Problem –
Below are the records; pull every line that includes "TallyReportService".

(Excerpts from a dataset)
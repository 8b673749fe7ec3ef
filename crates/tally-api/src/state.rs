use application::TallyReportService;
use domain::tally::TallySnapshotRepository;
use domain::{Clock, FactNormalizer, RhelProductList, TagProfile};
use infrastructure::Settings;
use std::sync::Arc;

/// Shared, read-only services behind the router
pub struct AppState {
    pub report_service: TallyReportService,
    pub tag_profile: Arc<TagProfile>,
    pub normalizer: FactNormalizer,
}

impl AppState {
    pub fn new(
        settings: &Settings,
        tag_profile: Arc<TagProfile>,
        rhel_products: Arc<dyn RhelProductList>,
        repository: Arc<dyn TallySnapshotRepository>,
        clock: Arc<dyn Clock>,
    ) -> Self {
        let report_service = TallyReportService::new(repository, settings.calendar())
            .with_tag_profile(tag_profile.clone());
        let normalizer = FactNormalizer::new(settings.normalizer_config(), rhel_products, clock)
            .with_tag_profile(tag_profile.clone());

        Self {
            report_service,
            tag_profile,
            normalizer,
        }
    }
}
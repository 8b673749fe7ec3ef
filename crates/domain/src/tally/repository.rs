use async_trait::async_trait;
use chrono::{DateTime, Utc};

use super::{Granularity, ServiceLevel, TallySnapshot, Usage};
use crate::DomainError;

/// Filter for a snapshot range query
///
/// `ServiceLevel::Any` / `Usage::Any` disable the respective filter.
#[derive(Debug, Clone, PartialEq)]
pub struct SnapshotQuery {
    pub account_number: String,
    pub product_id: String,
    pub granularity: Granularity,
    pub service_level: ServiceLevel,
    pub usage: Usage,
    pub beginning: DateTime<Utc>,
    pub ending: DateTime<Utc>,
}

impl SnapshotQuery {
    /// True when `snapshot` satisfies every filter of this query
    pub fn matches(&self, snapshot: &TallySnapshot) -> bool {
        snapshot.account_number == self.account_number
            && snapshot.product_id == self.product_id
            && snapshot.granularity == self.granularity
            && (self.service_level == ServiceLevel::Any
                || snapshot.service_level == self.service_level)
            && (self.usage == Usage::Any || snapshot.usage == self.usage)
            && snapshot.snapshot_date >= self.beginning
            && snapshot.snapshot_date <= self.ending
    }
}

#[derive(Debug, Clone, Copy, PartialEq, Eq)]
pub struct PageRequest {
    pub offset: u32,
    pub limit: u32,
}

/// Snapshots ordered by date, plus the unpaged total
#[derive(Debug, Clone, PartialEq, Default)]
pub struct SnapshotPage {
    pub items: Vec<TallySnapshot>,
    pub total: u64,
}

/// Read side of the snapshot store
///
/// Implementations live in the infrastructure layer.
#[async_trait]
pub trait TallySnapshotRepository: Send + Sync {
    /// Snapshots matching `query`, ascending by snapshot date; all of them when `page` is `None`
    async fn find_snapshots(
        &self,
        query: &SnapshotQuery,
        page: Option<PageRequest>,
    ) -> Result<SnapshotPage, DomainError>;

    /// Insert or replace a snapshot by id
    async fn save(&self, snapshot: &TallySnapshot) -> Result<(), DomainError>;
}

Result of the exercise –
use application::TallyReportService;
    pub report_service: TallyReportService,
        let report_service = TallyReportService::new(repository, settings.calendar())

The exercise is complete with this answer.